Linear Algebra and Calculus

In [None]:
General notations

Vector: a vector is a list of numbers, usually written vertically as a column or horizontally as a row. The numbers that make up the list are called the entries of the vector.

Given a vector x with n entries, where each entry ∈ x^i ∈ R represents the i^th component of the vector, it can be represented as:

X = [x1,x2,x3,...,xn] ∈ R^n

In [None]:
Matrix: a matrix is a rectangular array of numbers, usually written vertically as a column or horizontally as a row. The numbers that make up the list are called the entries of the matrix.

For a matrix A with m rows and n columns, we denote A ∈ R^m×n. Each entry Ai,j ∈ R in the matrix represents the element located in the i^th row and j^th column. The matrix A can be expressed as:
A = [A1,1,A1,2,...,A1,n
     A2,1,A2,2,...,A2,n
     ...
     Am,1,Am,2,...,Am,n] ∈ R^m×n

The vector x defined above can be considered as a n×1 matrix. It is specifically called a column vector and can be written as:

X = [x1,x2,x3,...,xn] ∈ R^n×1

In [None]:
Identity matrix

The identity matrix I ∈ R^n×n is a square matrix with ones on its main diagonal and zeroes everywhere else.
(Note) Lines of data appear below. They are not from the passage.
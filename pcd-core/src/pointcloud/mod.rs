pub mod bounds;
pub mod decimation;
pub mod point;
use pcd_core::pointcloud::point::PointCloud;

pub mod normalize;
pub mod outlier;
pub mod voxel;

pub use normalize::NormalizeTransform;
pub use outlier::OutlierTransform;
pub use voxel::VoxelDownsampleTransform;

pub trait Transform {
    fn name(&self) -> &'static str;

    fn transform(&self, point_cloud: PointCloud) -> Vec<PointCloud>;
}

pub struct CompositeTransform {
    transforms: Vec<Box<dyn Transform>>,
}

impl CompositeTransform {
    pub fn new(transforms: Vec<Box<dyn Transform>>) -> Self {
        Self { transforms }
    }
}

impl Transform for CompositeTransform {
    fn name(&self) -> &'static str {
        "composite"
    }

    fn transform(&self, point_cloud: PointCloud) -> Vec<PointCloud> {
        let mut intermediate = vec![point_cloud];

        for transform in &self.transforms {
            let mut next_stage = Vec::new();
            for pc in intermediate {
                let transformed = transform.transform(pc);
                next_stage.extend(transformed);
            }
            log::debug!(
                "{}: {} points",
                transform.name(),
                next_stage.iter().map(PointCloud::len).sum::<usize>()
            );
            intermediate = next_stage;
        }

        intermediate
    }
}

#[cfg(test)]
mod tests {
    use super::*;
    use pcd_core::pointcloud::point::Point;

    struct Halve;

    impl Transform for Halve {
        fn name(&self) -> &'static str {
            "halve"
        }

        fn transform(&self, point_cloud: PointCloud) -> Vec<PointCloud> {
            let mut points = point_cloud.into_points();
            let right = points.split_off(points.len() / 2);
            vec![PointCloud::new(points), PointCloud::new(right)]
        }
    }

    #[test]
    fn test_composite_chains_and_flattens() {
        let points = (0..8).map(|i| Point::new(i as f64, 0.0, 0.0)).collect();
        let composite = CompositeTransform::new(vec![Box::new(Halve), Box::new(Halve)]);

        let result = composite.transform(PointCloud::new(points));

        assert_eq!(result.len(), 4);
        assert!(result.iter().all(|pc| pc.len() == 2));
        assert_eq!(result[3].points[1].x, 7.0);
    }
}
//! Input record for the downstream encoder and the local detail encoding
//! used when that encoder is not reachable.

use pcd_core::scene::{DetectedObject, SceneInput};
use serde::{Deserialize, Serialize};

use crate::{
    fusion::{overall_confidence, ModalityConfidences},
    types::{Dimensions, FacadeType, PointCloudFeatures, WindowGrid},
};

const KEYWORD_SUFFIXES: [char; 2] = ['层', '楼'];
const KEYWORD_TERMS: [&str; 3] = ["办公", "住宅", "商业"];

#[derive(Debug, Clone, PartialEq, Serialize, Deserialize)]
pub struct TextFeatures {
    pub content: String,
    pub keywords: Vec<String>,
}

#[derive(Debug, Clone, PartialEq, Serialize, Deserialize)]
#[serde(rename_all = "camelCase")]
pub struct VisionFeatures {
    pub objects: Vec<DetectedObject>,
    pub scene: Option<String>,
    pub view_type: Option<String>,
    pub building_count: usize,
}

#[derive(Debug, Clone, PartialEq, Serialize, Deserialize)]
#[serde(rename_all = "camelCase")]
pub struct SpatialSummary {
    pub point_count: usize,
    pub dimensions: Dimensions,
    pub floors: usize,
    pub contours: usize,
    pub complexity: f64,
    pub window_grid: WindowGrid,
    pub facade_type: FacadeType,
}

#[derive(Debug, Clone, PartialEq, Serialize, Deserialize)]
pub struct InputMetadata {
    pub confidence: f64,
}

#[derive(Debug, Clone, PartialEq, Serialize, Deserialize)]
pub struct TransformerInput {
    pub text: TextFeatures,
    pub vision: VisionFeatures,
    pub spatial: SpatialSummary,
    pub metadata: InputMetadata,
}

pub fn prepare_transformer_input(scene: &SceneInput, features: &PointCloudFeatures) -> TransformerInput {
    let content = scene.ocr.text.clone().unwrap_or_default();
    let vision = scene.vision.as_ref();

    let floors = [features.estimated_floors, features.building_contours.len()]
        .into_iter()
        .find(|&n| n > 0)
        .unwrap_or(1);

    TransformerInput {
        text: TextFeatures {
            keywords: extract_keywords(&content),
            content,
        },
        vision: VisionFeatures {
            objects: scene.detection.objects.clone(),
            scene: vision.and_then(|v| v.scene_type.clone()),
            view_type: vision.and_then(|v| v.view_type.clone()),
            building_count: vision
                .and_then(|v| v.buildings.as_ref())
                .map(Vec::len)
                .filter(|&n| n > 0)
                .unwrap_or(1),
        },
        spatial: SpatialSummary {
            point_count: features.point_count,
            dimensions: features.estimated_dimensions,
            floors,
            contours: features.building_contours.len(),
            complexity: features.spatial_complexity,
            window_grid: features.window_grid,
            facade_type: features.facade_features.facade_type,
        },
        metadata: InputMetadata {
            confidence: overall_confidence(
                &ModalityConfidences::from_scene(scene),
                features.point_count,
            ),
        },
    }
}

/// Floor counts such as `12层` or `3楼` followed by building-use terms, each
/// in order of appearance.
pub fn extract_keywords(text: &str) -> Vec<String> {
    let mut keywords = Vec::new();

    for suffix in KEYWORD_SUFFIXES {
        let mut digits = String::new();
        for c in text.chars() {
            if c.is_ascii_digit() {
                digits.push(c);
                continue;
            }
            if c == suffix && !digits.is_empty() {
                keywords.push(format!("{digits}{suffix}"));
            }
            digits.clear();
        }
    }

    for term in KEYWORD_TERMS {
        keywords.extend(text.matches(term).map(str::to_string));
    }

    keywords
}

#[derive(Debug, Clone, Copy, PartialEq, Eq, Serialize, Deserialize)]
#[serde(rename_all = "snake_case")]
pub enum WindowLayout {
    Continuous,
    Discrete,
}

#[derive(Debug, Clone, PartialEq, Serialize, Deserialize)]
#[serde(rename_all = "camelCase")]
pub struct WindowPattern {
    pub regularity: f64,
    pub density: f64,
    pub vertical_rhythm: f64,
    pub pattern: WindowLayout,
}

/// Depths in millimetres.
#[derive(Debug, Clone, PartialEq, Serialize, Deserialize)]
#[serde(rename_all = "camelCase")]
pub struct ShadowDepth {
    pub estimated_depth: f64,
    pub overhang_ratio: f64,
}

#[derive(Debug, Clone, PartialEq, Serialize, Deserialize)]
#[serde(rename_all = "camelCase")]
pub struct FloorDetails {
    pub ground_floor_scale: f64,
    pub has_setback: bool,
}

#[derive(Debug, Clone, PartialEq, Serialize, Deserialize)]
#[serde(rename_all = "camelCase")]
pub struct VolumetricFeatures {
    pub entrance_depth: f64,
    pub balcony_protrusion: f64,
    pub complexity: f64,
    pub has_recesses: bool,
    pub has_protrusions: bool,
}

#[derive(Debug, Clone, PartialEq, Serialize, Deserialize)]
#[serde(rename_all = "camelCase")]
pub struct EncodingDetails {
    pub window_pattern: WindowPattern,
    pub shadow_depth: ShadowDepth,
    pub floor_details: FloorDetails,
    pub volumetric: VolumetricFeatures,
}

#[derive(Debug, Clone, PartialEq, Serialize, Deserialize)]
#[serde(rename_all = "camelCase")]
pub struct EncodedFeatures {
    pub vector: Vec<f64>,
    pub dimension: usize,
    pub details: EncodingDetails,
    pub key_features: Vec<String>,
}

/// Encodes façade and massing details into a fixed 10-element vector.
pub fn local_encode(input: &TransformerInput) -> EncodedFeatures {
    let window_pattern = window_pattern(&input.spatial);
    let shadow_depth = shadow_depth(&input.vision.objects);
    let floor_details = floor_details(&input.spatial);
    let volumetric = volumetric_features(&input.spatial);

    let vector = vec![
        window_pattern.regularity,
        window_pattern.density,
        window_pattern.vertical_rhythm,
        shadow_depth.estimated_depth / 5000.0,
        shadow_depth.overhang_ratio,
        floor_details.ground_floor_scale,
        if floor_details.has_setback { 1.0 } else { 0.0 },
        volumetric.entrance_depth / 3000.0,
        volumetric.balcony_protrusion / 2000.0,
        volumetric.complexity,
    ];

    let key_features = vec![
        format!("Window regularity: {:.0}%", window_pattern.regularity * 100.0),
        format!("Shadow depth: {}mm", shadow_depth.estimated_depth),
        format!(
            "Floor variation: {}",
            if floor_details.has_setback { "setback" } else { "standard" }
        ),
        format!("Entrance depth: {}mm", volumetric.entrance_depth),
        format!(
            "Façade complexity: {}",
            if volumetric.complexity > 0.7 { "high" } else { "medium" }
        ),
    ];

    log::debug!("local encoding: {:?}", vector);

    EncodedFeatures {
        dimension: vector.len(),
        vector,
        details: EncodingDetails {
            window_pattern,
            shadow_depth,
            floor_details,
            volumetric,
        },
        key_features,
    }
}

fn window_pattern(spatial: &SpatialSummary) -> WindowPattern {
    let grid = &spatial.window_grid;
    WindowPattern {
        regularity: if grid.rows > 0 { 0.9 } else { 0.3 },
        density: grid.total() as f64 / 50.0,
        vertical_rhythm: if grid.rows > 3 { 0.8 } else { 0.4 },
        pattern: if spatial.facade_type == FacadeType::GlassCurtain {
            WindowLayout::Continuous
        } else {
            WindowLayout::Discrete
        },
    }
}

/// Shadows are assumed when a detection mentions one or is itself unsure.
fn shadow_depth(objects: &[DetectedObject]) -> ShadowDepth {
    let has_shadow = objects.iter().any(|o| {
        o.label.as_deref().is_some_and(|l| l.contains("shadow"))
            || o.confidence.is_some_and(|c| c < 0.5)
    });

    if has_shadow {
        ShadowDepth {
            estimated_depth: 2500.0,
            overhang_ratio: 0.3,
        }
    } else {
        ShadowDepth {
            estimated_depth: 500.0,
            overhang_ratio: 0.1,
        }
    }
}

fn floor_details(spatial: &SpatialSummary) -> FloorDetails {
    let floors = if spatial.floors > 0 { spatial.floors } else { 3 };
    let height = if spatial.dimensions.height > 0.0 {
        spatial.dimensions.height
    } else {
        10000.0
    };
    let average = height / floors as f64;

    FloorDetails {
        ground_floor_scale: if average > 3500.0 { 1.5 } else { 1.0 },
        has_setback: floors > 5,
    }
}

fn volumetric_features(spatial: &SpatialSummary) -> VolumetricFeatures {
    let complexity = if spatial.complexity > 0.0 {
        spatial.complexity
    } else {
        0.5
    };

    VolumetricFeatures {
        entrance_depth: if complexity > 0.6 { 2000.0 } else { 500.0 },
        balcony_protrusion: if complexity > 0.5 { 1500.0 } else { 0.0 },
        complexity,
        has_recesses: complexity > 0.6,
        has_protrusions: complexity > 0.5,
    }
}
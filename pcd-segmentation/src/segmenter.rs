use pcd_core::{config::Config, pointcloud::point::Point};
use rand::RngCore;

use crate::{
    cluster::Cluster,
    strategy::{
        DensityStrategy, ForcedSplitStrategy, GapStrategy, RangeGapStrategy, SegmentContext,
        SegmentationStrategy,
    },
};

/// Ordered chain of strategies. The first one to return clusters wins; when
/// all of them pass, the input is kept as a single building.
pub struct Segmenter {
    min_pts: usize,
    strategies: Vec<Box<dyn SegmentationStrategy>>,
}

impl Segmenter {
    pub fn new(min_pts: usize, strategies: Vec<Box<dyn SegmentationStrategy>>) -> Self {
        Self {
            min_pts,
            strategies,
        }
    }

    pub fn from_config(config: &Config) -> Self {
        let tuning = &config.segmentation;
        Self::new(
            config.min_cluster_pts,
            vec![
                Box::new(ForcedSplitStrategy),
                Box::new(GapStrategy::new(tuning)),
                Box::new(DensityStrategy::new(config.min_cluster_pts, tuning)),
                Box::new(RangeGapStrategy::new(config.min_cluster_pts, tuning)),
            ],
        )
    }

    pub fn strategy_names(&self) -> Vec<&'static str> {
        self.strategies.iter().map(|s| s.name()).collect()
    }

    pub fn segment(
        &self,
        points: &[Point],
        expected_count: Option<usize>,
        rng: &mut dyn RngCore,
    ) -> Vec<Cluster> {
        if points.is_empty() {
            return Vec::new();
        }
        if points.len() < self.min_pts {
            log::debug!(
                "{} points is below the cluster minimum, keeping one building",
                points.len()
            );
            return vec![Cluster::new(points.to_vec())];
        }

        let mut ctx = SegmentContext::new(expected_count, rng);
        for strategy in &self.strategies {
            if let Some(clusters) = strategy.segment(points, &mut ctx) {
                log::info!(
                    "Segmented {} points into {} buildings ({})",
                    points.len(),
                    clusters.len(),
                    strategy.name()
                );
                return clusters;
            }
        }

        log::warn!("No strategy split the input, treating it as a single building");
        vec![Cluster::new(points.to_vec())]
    }
}

/// Segments normalized points with the strategy chain configured by `config`.
pub fn segment_buildings<R: RngCore>(
    points: &[Point],
    expected_count: Option<usize>,
    config: &Config,
    rng: &mut R,
) -> Vec<Cluster> {
    Segmenter::from_config(config).segment(points, expected_count, rng)
}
The matrix I is represented as:

I = [1,0,0,...,0
     0,1,0,...,0
     ...
     0,0,0,...,1] ∈ R^n×n

Remark: For all matrices A ∈ R^n×n, we have:

A × I = I × A = A

Matrix operations

In [None]:
Vector-vector multiplication- There are two types of vector-vector products:
For the inner product of vectors x and y:
Given x,y ∈ R^n the inner product is given by:

x.y = x1y1 + x2y2 + x3y3 + ... + xnyn

​This represents the summation of the products of corresponding elements of vectors x and y.

 

In [None]:
For the outer product of vectors x and y:
Given x ∈ R^m and y ∈ R^n, the outer product is given by:

x ⊗ y = xy^T

Where:
      x ⊗ y = [x1y1,x1y2,...,x1yn
                x2y1,x2y2,...,x2yn
                ...
                xm,y1,...,xmn] 
This matrix is of size m×n and is formed by multiplying each element of x with each element of y.

In [None]:
Matrix-vector multiplication:

Given a matrix A ∈ R^m×n and a vector x ∈ R^n, the matrix-vector product is given by:
if have a matrix A ∈ R^m×n and a vector x ∈ R^n, their multiplication will result in a vector of size R^m. The multiplication is defined as follows:

y = A . x 
Here, y is the resulting vector y ∈ R^m and its i^th element can be computed using:

yi = sum(Ai,j.xj) for j = 1 to n
Where yi is the i^th element of vector y, Ai,j is the element of the matrix A located in the i^th row and j^th column, and xj
​is the j^th element of vector x.



In [None]:
Matrix-matrix multiplication:

Given matrices A ∈ R^m×n and B ∈ R^n×p, their product results in a matrix C ∈ R^m×p:
C = A . B
The element Cij ∈ R is given by:
Ci,j = sum(Ai,k.Bk,j) for k = 1 to n
Where Ci,j is the element of matrix C located in the i^th row and j^th column, Ai,k is the element of matrix A located in the i^th row and k^th column, and Bk,j is the element of matrix B located in the k^th row and j^th column.

In [None]:
Transpose:

Given a matrix A, its transpose, denoted A^T, is obtained by flipping the matrix over its diagonal. This switches its row and column indices.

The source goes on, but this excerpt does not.